To summarize the published literature on short- and long-term HSU by late-preterm infants versus term infants from infancy to adulthood after initial discharge from the hospital.
We searched Medline, Embase, the Cumulative Index to Nursing and Allied Health Literature, and PsycINFO.
Cohort and case-control studies that compared HSU (admissions, emergency department visits, etc) between late-preterm infants and term infants were included.
Data extracted included study design, setting, population, HSU, covariates, and effect estimates.
Fifty-two articles were included (50 cohort and 2 case-control studies). Meta-analyses with random effect models that used the inverse-variance method found that late-preterm infants had higher chances of all-cause admissions than term infants during all the time periods. The magnitude of the differences decreased with age from the neonatal period through adolescence, with adjusted odds ratios from 2.34 (95% confidence intervals 1.19–4.61) to 1.09 (1.05–1.13) and adjusted incidence rate ratios from 2.62 (2.52–2.72) to 1.14 (1.11–1.18).
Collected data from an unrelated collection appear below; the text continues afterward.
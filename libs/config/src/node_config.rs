//! Node configuration loading and validation

use crate::models::{ModelConfig, ModelNode};
use crate::origins::OriginConfig;
use anyhow::{Context, Result};
use config_crate::{Config, Environment, File};
use serde::{Deserialize, Serialize};
use std::collections::{BTreeMap, HashSet};
use std::path::Path;
use std::time::Duration;
use thiserror::Error;
use tracing::{debug, info};

/// Prefix of environment variables overriding file settings
pub const ENV_PREFIX: &str = "PRISM";

/// Multicall3, deployed at the same address on every EVM chain
pub const DEFAULT_MULTICALL_ADDRESS: &str = "0xcA11bde05977b3631167028862bE2a173976CA11";

/// Complete node configuration
#[derive(Debug, Clone, PartialEq, Serialize, Deserialize)]
pub struct NodeConfig {
    #[serde(default)]
    pub node: NodeSettings,

    /// Required as soon as one on-chain origin is configured
    #[serde(default, skip_serializing_if = "Option::is_none")]
    pub ethereum: Option<EthereumConfig>,

    #[serde(default)]
    pub retry: RetryConfig,

    #[serde(default)]
    pub updater: UpdaterConfig,

    #[serde(default)]
    pub origins: BTreeMap<String, OriginConfig>,

    #[serde(default)]
    pub models: Vec<ModelConfig>,
}

#[derive(Debug, Clone, Copy, PartialEq, Eq, Default, Serialize, Deserialize)]
#[serde(rename_all = "lowercase")]
pub enum LogFormat {
    #[default]
    Text,
    Json,
}

#[derive(Debug, Clone, PartialEq, Serialize, Deserialize)]
#[serde(default)]
pub struct NodeSettings {
    pub log_level: String,
    pub log_format: LogFormat,
    /// Seconds between update passes of the running node
    pub interval_secs: u64,
}

impl Default for NodeSettings {
    fn default() -> Self {
        Self {
            log_level: "info".to_string(),
            log_format: LogFormat::Text,
            interval_secs: 30,
        }
    }
}

impl NodeSettings {
    pub fn interval(&self) -> Duration {
        Duration::from_secs(self.interval_secs)
    }
}

#[derive(Debug, Clone, PartialEq, Serialize, Deserialize)]
pub struct EthereumConfig {
    pub rpc_url: String,
    #[serde(default = "default_multicall_address")]
    pub multicall_address: String,
    #[serde(default = "default_rpc_timeout_ms")]
    pub timeout_ms: u64,
}

fn default_multicall_address() -> String {
    DEFAULT_MULTICALL_ADDRESS.to_string()
}

fn default_rpc_timeout_ms() -> u64 {
    10_000
}

impl EthereumConfig {
    pub fn timeout(&self) -> Duration {
        Duration::from_millis(self.timeout_ms)
    }
}

/// Retry policy for idempotent chain reads
#[derive(Debug, Clone, PartialEq, Serialize, Deserialize)]
#[serde(default)]
pub struct RetryConfig {
    pub attempts: u32,
    pub delay_ms: u64,
}

impl Default for RetryConfig {
    fn default() -> Self {
        Self {
            attempts: 3,
            delay_ms: 500,
        }
    }
}

impl RetryConfig {
    pub fn delay(&self) -> Duration {
        Duration::from_millis(self.delay_ms)
    }
}

#[derive(Debug, Clone, PartialEq, Serialize, Deserialize)]
#[serde(default)]
pub struct UpdaterConfig {
    /// Most pairs requested from one origin in a single fetch
    pub batch_size: usize,
    /// Most fetches in flight at once
    pub max_concurrency: usize,
    /// Deadline of one update pass
    pub timeout_ms: u64,
}

impl Default for UpdaterConfig {
    fn default() -> Self {
        Self {
            batch_size: 20,
            max_concurrency: 8,
            timeout_ms: 15_000,
        }
    }
}

impl UpdaterConfig {
    pub fn timeout(&self) -> Duration {
        Duration::from_millis(self.timeout_ms)
    }
}

/// Semantic problems found after deserialization
#[derive(Debug, Clone, PartialEq, Eq, Error)]
pub enum ValidationError {
    #[error("model name must not be empty")]
    EmptyModelName,

    #[error("model {0} is defined more than once")]
    DuplicateModel(String),

    #[error("model {model}: median min_values must be at least 1")]
    ZeroMinValues { model: String },

    #[error("model {model}: invert takes exactly one source, got {got}")]
    InvertSources { model: String, got: usize },

    #[error("model {model}: unknown origin {origin}")]
    UnknownOrigin { model: String, origin: String },

    #[error("origin {origin}: block_offsets must not be empty")]
    EmptyBlockOffsets { origin: String },

    #[error("origin {origin} reads chain state but no [ethereum] section is configured")]
    MissingEthereum { origin: String },

    #[error("updater {field} must be at least 1")]
    ZeroUpdaterLimit { field: &'static str },
}

impl NodeConfig {
    /// Load from `path`, overlay `PRISM__*` environment variables, expand `${VAR}` in
    /// the RPC URL and validate
    pub fn load(path: &Path) -> Result<Self> {
        info!("Loading node config: {:?}", path);

        let config = Config::builder()
            .add_source(File::from(path).required(true))
            .add_source(Environment::with_prefix(ENV_PREFIX).separator("__").try_parsing(true))
            .build()
            .context("Failed to build configuration")?;

        let mut node_config: NodeConfig = config
            .try_deserialize()
            .context("Failed to deserialize configuration")?;

        node_config.expand_env_vars()?;
        node_config.validate().context("Invalid configuration")?;

        debug!(
            origins = node_config.origins.len(),
            models = node_config.models.len(),
            "Node config loaded"
        );
        Ok(node_config)
    }

    /// Expand environment variables in string values
    pub fn expand_env_vars(&mut self) -> Result<()> {
        if let Some(ethereum) = self.ethereum.as_mut() {
            let expanded = shellexpand::env(&ethereum.rpc_url).context("Failed to expand RPC URL")?;
            ethereum.rpc_url = expanded.to_string();
        }
        Ok(())
    }

    pub fn validate(&self) -> std::result::Result<(), ValidationError> {
        if self.updater.batch_size == 0 {
            return Err(ValidationError::ZeroUpdaterLimit { field: "batch_size" });
        }
        if self.updater.max_concurrency == 0 {
            return Err(ValidationError::ZeroUpdaterLimit {
                field: "max_concurrency",
            });
        }

        for (name, origin) in &self.origins {
            if origin.is_on_chain() {
                if origin.block_offsets().is_empty() {
                    return Err(ValidationError::EmptyBlockOffsets { origin: name.clone() });
                }
                if self.ethereum.is_none() {
                    return Err(ValidationError::MissingEthereum { origin: name.clone() });
                }
            }
        }

        let mut names = HashSet::new();
        for model in &self.models {
            if model.name.trim().is_empty() {
                return Err(ValidationError::EmptyModelName);
            }
            if !names.insert(model.name.as_str()) {
                return Err(ValidationError::DuplicateModel(model.name.clone()));
            }
            self.validate_node(&model.name, &model.node)?;
        }
        Ok(())
    }

    fn validate_node(&self, model: &str, root: &ModelNode) -> std::result::Result<(), ValidationError> {
        let mut result = Ok(());
        root.walk(&mut |node| {
            if result.is_err() {
                return;
            }
            result = match node {
                ModelNode::Median { min_values: 0, .. } => Err(ValidationError::ZeroMinValues {
                    model: model.to_string(),
                }),
                ModelNode::Invert { sources } if sources.len() != 1 => Err(ValidationError::InvertSources {
                    model: model.to_string(),
                    got: sources.len(),
                }),
                ModelNode::Origin { origin, .. } if !self.origins.contains_key(origin) => {
                    Err(ValidationError::UnknownOrigin {
                        model: model.to_string(),
                        origin: origin.clone(),
                    })
                }
                _ => Ok(()),
            };
        });
        result
    }

    /// Model definition by name
    pub fn model(&self, name: &str) -> Option<&ModelConfig> {
        self.models.iter().find(|model| model.name == name)
    }

    /// Render the effective configuration back to TOML
    pub fn to_toml(&self) -> Result<String> {
        toml::to_string_pretty(self).context("Failed to serialize configuration")
    }
}
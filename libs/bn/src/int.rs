//! Arbitrary-precision signed integer

use crate::error::{NumberError, Result};
use crate::float::FloatNumber;
use crate::precision::pow10;
use crate::{DecFixedPointNumber, DecFloatPointNumber};
use num_bigint::{BigInt, Sign};
use num_traits::{Signed, ToPrimitive, Zero};
use std::fmt;
use std::str::FromStr;

/// Signed integer of unbounded size
///
/// Integer division truncates toward zero and the remainder takes the sign of the
/// dividend, which is how on-chain `int256`/`uint256` arithmetic behaves.
#[derive(Debug, Clone, PartialEq, Eq, PartialOrd, Ord, Hash, Default)]
pub struct IntNumber(pub(crate) BigInt);

impl IntNumber {
    pub fn zero() -> Self {
        Self(BigInt::zero())
    }

    pub fn one() -> Self {
        Self(BigInt::from(1u8))
    }

    /// Wraps an existing big integer
    pub fn from_big(value: BigInt) -> Self {
        Self(value)
    }

    /// Truncates a finite float toward zero; `None` for NaN or infinities
    pub fn from_f64(value: f64) -> Option<Self> {
        FloatNumber::from_f64(value).map(|f| f.to_int())
    }

    /// Big-endian unsigned magnitude, as returned by ABI `uint` words
    pub fn from_unsigned_bytes_be(bytes: &[u8]) -> Self {
        Self(BigInt::from_bytes_be(Sign::Plus, bytes))
    }

    /// Big-endian two's-complement bytes, as returned by ABI `int` words
    pub fn from_signed_bytes_be(bytes: &[u8]) -> Self {
        Self(BigInt::from_signed_bytes_be(bytes))
    }

    /// `10^exp`
    pub fn pow10(exp: u32) -> Self {
        Self(pow10(exp))
    }

    pub fn as_big(&self) -> &BigInt {
        &self.0
    }

    pub fn into_big(self) -> BigInt {
        self.0
    }

    pub fn is_zero(&self) -> bool {
        self.0.is_zero()
    }

    pub fn is_negative(&self) -> bool {
        self.0.is_negative()
    }

    /// -1, 0 or 1
    pub fn sign(&self) -> i8 {
        match self.0.sign() {
            Sign::Minus => -1,
            Sign::NoSign => 0,
            Sign::Plus => 1,
        }
    }

    pub fn abs(&self) -> Self {
        Self(self.0.abs())
    }

    /// Number of bits in the magnitude
    pub fn bits(&self) -> u64 {
        self.0.bits()
    }

    pub(crate) fn plus(&self, rhs: &Self) -> Self {
        Self(&self.0 + &rhs.0)
    }

    pub(crate) fn minus(&self, rhs: &Self) -> Self {
        Self(&self.0 - &rhs.0)
    }

    pub(crate) fn times(&self, rhs: &Self) -> Self {
        Self(&self.0 * &rhs.0)
    }

    pub(crate) fn negated(&self) -> Self {
        Self(-&self.0)
    }

    /// Quotient truncated toward zero
    pub fn checked_div(&self, rhs: &Self) -> Result<Self> {
        if rhs.0.is_zero() {
            return Err(NumberError::DivisionByZero);
        }
        Ok(Self(&self.0 / &rhs.0))
    }

    /// Remainder with the sign of the dividend
    pub fn checked_rem(&self, rhs: &Self) -> Result<Self> {
        if rhs.0.is_zero() {
            return Err(NumberError::DivisionByZero);
        }
        Ok(Self(&self.0 % &rhs.0))
    }

    pub fn pow(&self, exp: u32) -> Self {
        Self(self.0.pow(exp))
    }

    /// Floor of the square root
    pub fn sqrt(&self) -> Result<Self> {
        if self.0.is_negative() {
            return Err(NumberError::NegativeSqrt {
                value: self.to_string(),
            });
        }
        Ok(Self(self.0.sqrt()))
    }

    pub fn shl(&self, bits: usize) -> Self {
        Self(&self.0 << bits)
    }

    /// Arithmetic right shift (rounds toward negative infinity)
    pub fn shr(&self, bits: usize) -> Self {
        Self(&self.0 >> bits)
    }

    pub fn to_u64(&self) -> Option<u64> {
        self.0.to_u64()
    }

    pub fn to_i64(&self) -> Option<i64> {
        self.0.to_i64()
    }

    pub fn to_u32(&self) -> Option<u32> {
        self.0.to_u32()
    }

    pub fn to_f64(&self) -> f64 {
        self.0.to_f64().unwrap_or(f64::NAN)
    }

    pub fn to_float(&self) -> FloatNumber {
        FloatNumber::from_int(self)
    }

    /// Exact conversion to a decimal with `prec` fractional digits
    pub fn to_dec_fixed(&self, prec: u8) -> DecFixedPointNumber {
        DecFixedPointNumber::from_mantissa(&self.0 * pow10(u32::from(prec)), prec)
    }

    pub fn to_dec_float(&self) -> DecFloatPointNumber {
        DecFloatPointNumber::from(self.to_dec_fixed(0))
    }
}

impl_arith_ops!(IntNumber, plus, minus, times, negated);
impl_string_serde!(IntNumber, "an integer as string or number");

impl fmt::Display for IntNumber {
    fn fmt(&self, f: &mut fmt::Formatter<'_>) -> fmt::Result {
        write!(f, "{}", self.0)
    }
}

impl FromStr for IntNumber {
    type Err = NumberError;

    fn from_str(s: &str) -> Result<Self> {
        crate::parse::parse_integer(s)
            .map(Self)
            .ok_or_else(|| NumberError::InvalidString { input: s.to_string() })
    }
}

impl From<BigInt> for IntNumber {
    fn from(value: BigInt) -> Self {
        Self(value)
    }
}

macro_rules! int_from_primitive {
    ($($t:ty),*) => {
        $(
            impl From<$t> for IntNumber {
                fn from(value: $t) -> Self {
                    Self(BigInt::from(value))
                }
            }
        )*
    };
}

int_from_primitive!(i32, i64, i128, u8, u32, u64, u128, usize);
//! Closed set of graph nodes

use crate::breaker::DevCircuitBreakerNode;
use crate::error::{GraphError, Result};
use crate::indirect::IndirectNode;
use crate::invert::InvertNode;
use crate::median::MedianNode;
use crate::origin::OriginNode;
use serde::Serialize;
use std::collections::HashSet;
use std::sync::Arc;
use types::{Meta, Point, PointError, Tick};

/// Node of the price graph
///
/// Graphs are built once and are immutable afterwards, except for the point recorded on
/// origin leaves.
#[derive(Debug)]
pub enum Node {
    Origin(OriginNode),
    Indirect(IndirectNode),
    Invert(InvertNode),
    Median(MedianNode),
    Reference(ReferenceNode),
    DevCircuitBreaker(DevCircuitBreakerNode),
}

impl Node {
    pub fn data_point(&self) -> Point {
        match self {
            Node::Origin(node) => node.data_point(),
            Node::Indirect(node) => node.data_point(),
            Node::Invert(node) => node.data_point(),
            Node::Median(node) => node.data_point(),
            Node::Reference(node) => node.data_point(),
            Node::DevCircuitBreaker(node) => node.data_point(),
        }
    }

    /// Direct children; empty for origin leaves
    pub fn nodes(&self) -> &[Arc<Node>] {
        match self {
            Node::Origin(_) => &[],
            Node::Indirect(node) => node.nodes(),
            Node::Invert(node) => node.nodes(),
            Node::Median(node) => node.nodes(),
            Node::Reference(node) => node.nodes(),
            Node::DevCircuitBreaker(node) => node.nodes(),
        }
    }

    pub fn meta(&self) -> Meta {
        match self {
            Node::Origin(node) => node.meta(),
            Node::Indirect(_) => type_meta("indirect"),
            Node::Invert(_) => type_meta("invert"),
            Node::Median(node) => node.meta(),
            Node::Reference(node) => node.meta(),
            Node::DevCircuitBreaker(node) => node.meta(),
        }
    }

    pub fn as_origin(&self) -> Option<&OriginNode> {
        match self {
            Node::Origin(node) => Some(node),
            _ => None,
        }
    }
}

pub(crate) fn type_meta(kind: &str) -> Meta {
    let mut meta = Meta::new();
    meta.insert("type".into(), kind.into());
    meta
}

/// Another model's node, exposed unchanged
#[derive(Debug)]
pub struct ReferenceNode {
    model: String,
    children: Vec<Arc<Node>>,
}

impl ReferenceNode {
    pub fn new(model: impl Into<String>, node: Arc<Node>) -> Self {
        Self {
            model: model.into(),
            children: vec![node],
        }
    }

    pub fn model(&self) -> &str {
        &self.model
    }

    pub fn nodes(&self) -> &[Arc<Node>] {
        &self.children
    }

    pub fn data_point(&self) -> Point {
        self.children[0].data_point()
    }

    pub fn meta(&self) -> Meta {
        let mut meta = type_meta("reference");
        meta.insert("model".into(), self.model.clone().into());
        meta
    }
}

/// Serializable shape of a node and its subtree
#[derive(Debug, Clone, PartialEq, Serialize)]
pub struct NodeDescription {
    pub meta: Meta,
    #[serde(skip_serializing_if = "Vec::is_empty")]
    pub nodes: Vec<NodeDescription>,
}

pub fn describe(node: &Node) -> NodeDescription {
    NodeDescription {
        meta: node.meta(),
        nodes: node.nodes().iter().map(|child| describe(child)).collect(),
    }
}

/// Every origin leaf reachable from `roots`, each listed once
pub fn origin_leaves(roots: &[Arc<Node>]) -> Vec<Arc<Node>> {
    let mut seen = HashSet::new();
    let mut leaves = Vec::new();
    let mut stack: Vec<Arc<Node>> = roots.iter().rev().cloned().collect();

    while let Some(node) = stack.pop() {
        if !seen.insert(Arc::as_ptr(&node)) {
            continue;
        }
        if node.as_origin().is_some() {
            leaves.push(node);
        } else {
            stack.extend(node.nodes().iter().rev().cloned());
        }
    }
    leaves
}

/// Validated tick of a child point; the child's error kind is kept
pub(crate) fn child_tick(point: &Point) -> std::result::Result<Tick, PointError> {
    point
        .tick()
        .cloned()
        .map_err(|err| err.context("invalid child data point"))
}

pub(crate) fn expect_children(node: &'static str, expected: &'static str, got: usize, ok: bool) -> Result<()> {
    if ok {
        Ok(())
    } else {
        Err(GraphError::InvalidChildCount { node, expected, got })
    }
}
Late-preterm infants had higher rates of various cause-specific HSU than term infants for jaundice, infection, respiratory problems, asthma, and neurologic and/or mental health problems during certain periods, including adulthood.
Considerable heterogeneity existed and was partially explained by the variations in the adjustment for multiple births and gestational age ranges of the term infants.
Late-preterm infants had higher risks for all-cause admissions as well as for various cause-specific HSU during the neonatal period through adolescence.